--- RECORDS PROVIDED Enclosed Below ---

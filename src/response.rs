use serde::Serialize;
use utoipa::ToSchema;

/// Pagination block attached to list responses.
#[derive(Debug, Serialize, ToSchema, Clone, PartialEq, Eq)]
pub struct Meta {
    pub current: u64,
    pub pages: u64,
    pub total: u64,
    pub limit: u64,
}

impl Meta {
    pub fn new(current: u64, limit: u64, total: u64) -> Self {
        let pages = if limit == 0 { 0 } else { total.div_ceil(limit) };
        Self {
            current,
            pages,
            total,
            limit,
        }
    }
}

#[derive(Debug, Serialize, ToSchema)]
pub struct ApiResponse<T> {
    pub success: bool,
    pub message: String,
    #[serde(skip_serializing_if = "Option::is_none")]
    pub data: Option<T>,
    #[serde(skip_serializing_if = "Option::is_none")]
    pub pagination: Option<Meta>,
}

impl<T: Serialize> ApiResponse<T> {
    pub fn success(message: impl Into<String>, data: T) -> Self {
        Self {
            success: true,
            message: message.into(),
            data: Some(data),
            pagination: None,
        }
    }

    pub fn paged(message: impl Into<String>, data: T, meta: Meta) -> Self {
        Self {
            success: true,
            message: message.into(),
            data: Some(data),
            pagination: Some(meta),
        }
    }

    pub fn failure(message: impl Into<String>) -> Self {
        Self {
            success: false,
            message: message.into(),
            data: None,
            pagination: None,
        }
    }
}

#[cfg(test)]
mod tests {
    use super::*;

    #[test]
    fn pages_round_up() {
        assert_eq!(Meta::new(1, 10, 0).pages, 0);
        assert_eq!(Meta::new(1, 10, 10).pages, 1);
        assert_eq!(Meta::new(1, 10, 11).pages, 2);
        assert_eq!(Meta::new(3, 7, 50).pages, 8);
    }

    #[test]
    fn failure_body_omits_data_and_pagination() {
        let body = serde_json::to_value(ApiResponse::<()>::failure("Trip not found")).unwrap();
        assert_eq!(
            body,
            serde_json::json!({ "success": false, "message": "Trip not found" })
        );
    }
}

--- End of Enclosed RECORDS PROVIDED ---

DESCRIPTION OF THE TASK: Search the records for the string "Option", and copy every line that holds it.

RESULT OF THE EXERCISE:
    #[serde(skip_serializing_if = "Option::is_none")]
    pub data: Option<T>,
    #[serde(skip_serializing_if = "Option::is_none")]
    pub pagination: Option<Meta>,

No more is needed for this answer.